Maritime Log #36 Harbor Has Always Been Full of Boats

 

By Dyke Hendrickson, Custom House Maritime Museum Outreach Historian

Boating season is coming, and each year it appears there are more vessels in the harbor and on the Merrimack River.

Here is an early 20th century photo of the harbor with many small craft.

Harbormaster Paul Hogg says that about 1,500 boats register in Newburyport each spring. About 500 are registered in Amesbury and Salisbury, and hundreds more are launched each weekend from Cashman Park. The harbor in season has always been a busy spot.

One of the great challenges of the harbor entrance has been that it is shallow, and difficult to navigate.

City officials currently are looking into how they can obtain funds to dredge the harbor, which has a draft of about 16 feet.

Many harbor-watchers remember that the tall ship El Galeon tacked for several hours outside the harbor entrance a few years ago, waiting for a high tide before it proceeded into the port here. The captain did not want to run aground.

The river mouth has always been shallow. Historians say Newburyport lost its edge in boat-building in the late 19th century because the vessels became too large and heavy to navigate the entrance.

A new vessel might be able to leave Newburyport, but it could not return fully loaded. It drew too much water.
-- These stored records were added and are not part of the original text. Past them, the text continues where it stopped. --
//! Text rendering of a laid-out day.
//!
//! The day is drawn as a character grid: rows split the 24 hours evenly,
//! columns split the available width. Each block fills the cells covered by
//! its fractional geometry and prints its full or compact label inside.

use crate::core::timeline::{DayTimeline, PositionedBlock};
use crate::utils::colors::paint_block;
use crate::utils::formatting::truncate_to_width;
use crate::utils::table::{Column, Table};

const MINUTES_PER_DAY: usize = 24 * 60;
const PLAIN_FILL: char = '.';

#[derive(Clone, Copy)]
struct Cell {
    owner: Option<usize>,
    ch: char,
}

const EMPTY: Cell = Cell {
    owner: None,
    ch: ' ',
};

pub struct TimelineView {
    columns: usize,
    rows: usize,
    color: bool,
}

impl TimelineView {
    pub fn new(columns: usize, rows: usize, color: bool) -> Self {
        Self {
            columns: columns.max(10),
            rows: rows.clamp(24, MINUTES_PER_DAY),
            color,
        }
    }

    pub fn render(&self, day: &DayTimeline) -> String {
        let mut out = String::new();
        let grid = self.grid(&day.blocks);

        for (r, row) in grid.iter().enumerate() {
            out.push_str(&self.row_label(r));
            out.push_str(" |");
            out.push_str(&self.paint_row(row, &day.blocks));
            out.push_str("|\n");
        }

        out.push('\n');
        out.push_str(&legend(day));
        out
    }

    /// Row range covered by a block, at least one row.
    fn row_span(&self, b: &PositionedBlock) -> (usize, usize) {
        let rows = self.rows as f64;
        let r0 = ((b.top * rows).floor() as usize).min(self.rows - 1);
        let r1 = ((b.bottom() * rows).ceil() as usize).clamp(r0 + 1, self.rows);
        (r0, r1)
    }

    fn col_span(&self, b: &PositionedBlock) -> (usize, usize) {
        let cols = self.columns as f64;
        let c0 = ((b.left * cols).floor() as usize).min(self.columns - 1);
        let w = ((b.width * cols).floor() as usize).max(1);
        (c0, (c0 + w).min(self.columns))
    }

    fn grid(&self, blocks: &[PositionedBlock]) -> Vec<Vec<Cell>> {
        let mut grid = vec![vec![EMPTY; self.columns]; self.rows];
        let fill = if self.color { ' ' } else { PLAIN_FILL };

        for (k, b) in blocks.iter().enumerate() {
            let (r0, r1) = self.row_span(b);
            let (c0, c1) = self.col_span(b);

            for row in grid.iter_mut().take(r1).skip(r0) {
                for cell in row.iter_mut().take(c1).skip(c0) {
                    *cell = Cell {
                        owner: Some(k),
                        ch: fill,
                    };
                }
            }

            for (i, line) in block_lines(b, c1 - c0).iter().take(r1 - r0).enumerate() {
                for (x, ch) in line.chars().take(c1 - c0).enumerate() {
                    grid[r0 + i][c0 + x].ch = ch;
                }
            }
        }

        grid
    }

    fn row_label(&self, r: usize) -> String {
        let start = r * MINUTES_PER_DAY;
        if start % self.rows == 0 && (start / self.rows) % 60 == 0 {
            format!("{:02}:00", start / self.rows / 60)
        } else {
            "     ".to_string()
        }
    }

    /// Render one grid row, painting each run of cells owned by the same block.
    fn paint_row(&self, row: &[Cell], blocks: &[PositionedBlock]) -> String {
        let mut out = String::new();
        let mut run = String::new();
        let mut owner: Option<usize> = None;

        let flush = |run: &mut String, owner: Option<usize>, out: &mut String| {
            match owner {
                Some(k) if self.color => out.push_str(&paint_block(&blocks[k].color, run)),
                _ => out.push_str(run),
            }
            run.clear();
        };

        for cell in row {
            if cell.owner != owner {
                flush(&mut run, owner, &mut out);
                owner = cell.owner;
            }
            run.push(cell.ch);
        }
        flush(&mut run, owner, &mut out);

        out
    }
}

/// Text placed inside a block, already fitted to `width` columns.
fn block_lines(b: &PositionedBlock, width: usize) -> Vec<String> {
    if b.compact {
        return vec![truncate_to_width(&b.compact_text(), width)];
    }

    b.full_lines()
        .iter()
        .flat_map(|line| {
            textwrap::wrap(line, width)
                .into_iter()
                .map(|l| truncate_to_width(&l, width))
                .collect::<Vec<_>>()
        })
        .collect()
}

fn legend(day: &DayTimeline) -> String {
    let mut table = Table::new(vec![
        Column::new("ID", 14),
        Column::new("Type", 20),
        Column::new("Time", 13),
        Column::new("Client", 16),
        Column::new("Location", 16),
        Column::new("Lane", 6),
    ]);

    for b in &day.blocks {
        let mut time = format!("{}-{}", b.entry.start_time, b.entry.end_time);
        if !b.time_valid {
            time.push_str(" (!)");
        }
        table.add_row(vec![
            b.entry.id.clone(),
            b.label.clone(),
            time,
            b.entry.client.clone(),
            b.entry.location.clone(),
            format!("{}/{}", b.lane + 1, day.lane_count),
        ]);
    }

    table.render()
}
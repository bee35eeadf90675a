//! Entry validation, applied before anything is written to the store.

use crate::errors::{AppError, AppResult};
use crate::models::entry_type::EntryType;
use crate::models::log_entry::LogEntry;

/// Check that an entry is complete and consistent.
///
/// - date must be `YYYY-MM-DD`
/// - start and end must be `HH:MM`, with end strictly after start
/// - sick-type leave needs an attachment
/// - the type must be one of the known categories
pub fn validate_entry(entry: &LogEntry) -> AppResult<()> {
    if entry.day().is_none() {
        return Err(AppError::InvalidDate(entry.date.clone()));
    }

    if let EntryType::Other(tag) = &entry.kind {
        return Err(AppError::InvalidEntryType(tag.clone()));
    }

    let start = entry
        .start()
        .ok_or_else(|| AppError::InvalidTime(entry.start_time.clone()))?;
    let end = entry
        .end()
        .ok_or_else(|| AppError::InvalidTime(entry.end_time.clone()))?;

    if start >= end {
        return Err(AppError::Validation(format!(
            "end time ({}) must be after start time ({})",
            entry.end_time, entry.start_time
        )));
    }

    let has_attachment = entry
        .attachment_name
        .as_deref()
        .is_some_and(|a| !a.trim().is_empty());

    if entry.kind.requires_attachment() && !has_attachment {
        return Err(AppError::Validation(format!(
            "a supporting document is required for '{}' entries",
            entry.kind
        )));
    }

    Ok(())
}
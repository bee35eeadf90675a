use chrono::NaiveDate;
use serde::Serialize;

/// Per-day totals shown by the month view.
#[derive(Debug, Clone, Serialize)]
pub struct DaySummary {
    pub date: NaiveDate,
    pub entries: usize,
    pub work_minutes: i64,
}

impl DaySummary {
    pub fn work_hours(&self) -> f64 {
        self.work_minutes as f64 / 60.0
    }
}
For the same reason, ship builders did not build many iron vessels once the Age of Steam arrived.

The ships were too heavy to navigate the Merrimack.
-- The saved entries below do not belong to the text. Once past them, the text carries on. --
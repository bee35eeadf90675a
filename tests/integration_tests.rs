use predicates::prelude::PredicateBooleanExt;
use predicates::str::contains;

mod common;
use common::{add_entry, day_json, init_db, rwl, setup_test_db};

#[test]
fn test_init_creates_database() {
    let db_path = setup_test_db("init_creates");
    rwl()
        .args(["--db", &db_path, "--test", "init"])
        .assert()
        .success()
        .stdout(contains("Database initialized"));
    assert!(std::path::Path::new(&db_path).exists());
}

#[test]
fn test_add_and_list_month() {
    let db_path = setup_test_db("add_list_month");
    init_db(&db_path);

    add_entry(&db_path, "2025-06-02", "work", "08:00", "12:30");
    add_entry(&db_path, "2025-06-02", "work", "13:00", "17:00");
    add_entry(&db_path, "2025-06-03", "vacation", "08:00", "16:00");

    rwl()
        .args(["--db", &db_path, "list", "--period", "2025-06"])
        .assert()
        .success()
        .stdout(contains("2025-06-02"))
        .stdout(contains("8.5"))
        .stdout(contains("Total hours: 8.5"));
}

#[test]
fn test_add_rejects_end_before_start() {
    let db_path = setup_test_db("add_end_before_start");
    init_db(&db_path);

    rwl()
        .args([
            "--db", &db_path, "add", "2025-06-02", "--type", "work", "--start", "10:00",
            "--end", "09:00",
        ])
        .assert()
        .failure()
        .stderr(contains("must be after start time"));
}

#[test]
fn test_add_sick_requires_attachment() {
    let db_path = setup_test_db("add_sick_attachment");
    init_db(&db_path);

    rwl()
        .args([
            "--db", &db_path, "add", "2025-06-02", "--type", "child_sick", "--start", "08:00",
            "--end", "16:00",
        ])
        .assert()
        .failure()
        .stderr(contains("supporting document"));

    rwl()
        .args([
            "--db",
            &db_path,
            "add",
            "2025-06-02",
            "--type",
            "child_sick",
            "--start",
            "08:00",
            "--end",
            "16:00",
            "--attachment",
            "note.pdf",
        ])
        .assert()
        .success();
}

#[test]
fn test_add_rejects_unknown_type() {
    let db_path = setup_test_db("add_unknown_type");
    init_db(&db_path);

    rwl()
        .args([
            "--db", &db_path, "add", "2025-06-02", "--type", "xyz", "--start", "08:00", "--end",
            "09:00",
        ])
        .assert()
        .failure()
        .stderr(contains("Invalid entry type"));
}

#[test]
fn test_day_json_lanes() {
    let db_path = setup_test_db("day_json_lanes");
    init_db(&db_path);

    add_entry(&db_path, "2025-03-10", "work", "08:00", "09:00");
    add_entry(&db_path, "2025-03-10", "study", "08:30", "10:00");
    add_entry(&db_path, "2025-03-10", "work", "09:30", "09:45");
    add_entry(&db_path, "2025-03-11", "work", "08:00", "09:00");

    let day = day_json(&db_path, "2025-03-10");
    assert_eq!(day["lane_count"], 3);

    let blocks = day["blocks"].as_array().unwrap();
    assert_eq!(blocks.len(), 3);
    for (i, b) in blocks.iter().enumerate() {
        assert_eq!(b["lane"], i);
        assert!((b["width"].as_f64().unwrap() - 0.3).abs() < 1e-9);
    }
    assert_eq!(blocks[1]["entry"]["type"], "study");
    assert_eq!(blocks[1]["label"], "ימי השתלמות");
}

#[test]
fn test_day_text_view() {
    let db_path = setup_test_db("day_text_view");
    init_db(&db_path);

    add_entry(&db_path, "2025-03-10", "work", "08:00", "12:00");
    add_entry(&db_path, "2025-03-10", "vacation", "13:00", "14:00");

    rwl()
        .args(["--db", &db_path, "day", "2025-03-10", "--plain"])
        .assert()
        .success()
        .stdout(contains("2025-03-10"))
        .stdout(contains("עבודה רגילה"))
        .stdout(contains("חופשה 13:00 - 14:00"))
        .stdout(contains("08:00 |"));
}

#[test]
fn test_day_empty() {
    let db_path = setup_test_db("day_empty");
    init_db(&db_path);

    rwl()
        .args(["--db", &db_path, "day", "2025-03-10", "--plain"])
        .assert()
        .success()
        .stdout(contains("No entries for 2025-03-10"));

    let day = day_json(&db_path, "2025-03-10");
    assert_eq!(day["lane_count"], 0);
    assert!(day["blocks"].as_array().unwrap().is_empty());
}

#[test]
fn test_edit_entry() {
    let db_path = setup_test_db("edit_entry");
    init_db(&db_path);

    let id = add_entry(&db_path, "2025-03-10", "work", "08:00", "09:00");

    rwl()
        .args(["--db", &db_path, "edit", &id, "--end", "11:00", "--client", "Globex"])
        .assert()
        .success()
        .stdout(contains("updated"));

    let day = day_json(&db_path, "2025-03-10");
    let entry = &day["blocks"][0]["entry"];
    assert_eq!(entry["end-time"], "11:00");
    assert_eq!(entry["client"], "Globex");

    // merged result must still be valid
    rwl()
        .args(["--db", &db_path, "edit", &id, "--start", "12:00"])
        .assert()
        .failure()
        .stderr(contains("must be after start time"));
}

#[test]
fn test_edit_moves_entry_to_another_day() {
    let db_path = setup_test_db("edit_moves_day");
    init_db(&db_path);

    let id = add_entry(&db_path, "2025-03-10", "work", "08:00", "09:00");

    rwl()
        .args(["--db", &db_path, "edit", &id, "--date", "2025-03-12"])
        .assert()
        .success();

    assert!(day_json(&db_path, "2025-03-10")["blocks"].as_array().unwrap().is_empty());
    assert_eq!(day_json(&db_path, "2025-03-12")["blocks"].as_array().unwrap().len(), 1);
}

#[test]
fn test_edit_stores_normalized_date_and_times() {
    let db_path = setup_test_db("edit_normalized");
    init_db(&db_path);

    let id = add_entry(&db_path, "2025-03-10", "work", "08:00", "09:00");

    rwl()
        .args([
            "--db", &db_path, "edit", &id, "--date", "2025-3-12", "--start", " 7:05", "--end",
            "9:30",
        ])
        .assert()
        .success();

    let day = day_json(&db_path, "2025-03-12");
    let entry = &day["blocks"][0]["entry"];
    assert_eq!(entry["date"], "2025-03-12");
    assert_eq!(entry["start-time"], "07:05");
    assert_eq!(entry["end-time"], "09:30");
}

#[test]
fn test_del_entry() {
    let db_path = setup_test_db("del_entry");
    init_db(&db_path);

    let keep = add_entry(&db_path, "2025-03-10", "work", "08:00", "09:00");
    let gone = add_entry(&db_path, "2025-03-10", "work", "10:00", "11:00");

    rwl()
        .args(["--db", &db_path, "del", &gone, "--force"])
        .assert()
        .success()
        .stdout(contains("has been deleted"));

    let day = day_json(&db_path, "2025-03-10");
    let blocks = day["blocks"].as_array().unwrap();
    assert_eq!(blocks.len(), 1);
    assert_eq!(blocks[0]["entry"]["id"], keep.as_str());

    rwl()
        .args(["--db", &db_path, "del", &gone, "--force"])
        .assert()
        .failure()
        .stderr(contains("No entry found"));
}

#[test]
fn test_del_without_confirmation_is_cancelled() {
    let db_path = setup_test_db("del_cancelled");
    init_db(&db_path);

    let id = add_entry(&db_path, "2025-03-10", "work", "08:00", "09:00");

    rwl()
        .args(["--db", &db_path, "del", &id])
        .write_stdin("n\n")
        .assert()
        .success()
        .stdout(contains("Operation cancelled"));

    assert_eq!(day_json(&db_path, "2025-03-10")["blocks"].as_array().unwrap().len(), 1);
}

#[test]
fn test_log_records_operations() {
    let db_path = setup_test_db("log_records");
    init_db(&db_path);

    let id = add_entry(&db_path, "2025-03-10", "work", "08:00", "09:00");
    rwl()
        .args(["--db", &db_path, "del", &id, "--force"])
        .assert()
        .success();

    rwl()
        .args(["--db", &db_path, "log", "--print"])
        .assert()
        .success()
        .stdout(contains("init"))
        .stdout(contains("add").and(contains(id.as_str())))
        .stdout(contains("del"));
}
Still, the ships of sail were things of beauty years ago.

E. Vale Smith, a historian who wrote a fine history of Newburyport in 1854, remembered a day in about 1820 after an easterly breeze had kept ships from leaving the harbor for almost a week.

When the wind was right, dozens of vessels raised their sails and went to sea.

“Those ships with their white sails heading out in a long line was a thing of beauty,” she wrote.

Note: The river has been dredged numerous times in the past. And the reason that the Army Corps of Engineers rebuilt the jetties in recent years was “to improve navigation.”

But the river has always had sand bars, and each year mariners have difficulty getting in and out of the entrance. The river current is strong; the incoming tide can be formidable.

Time will tell whether dredging actually happens again – and if it is effective.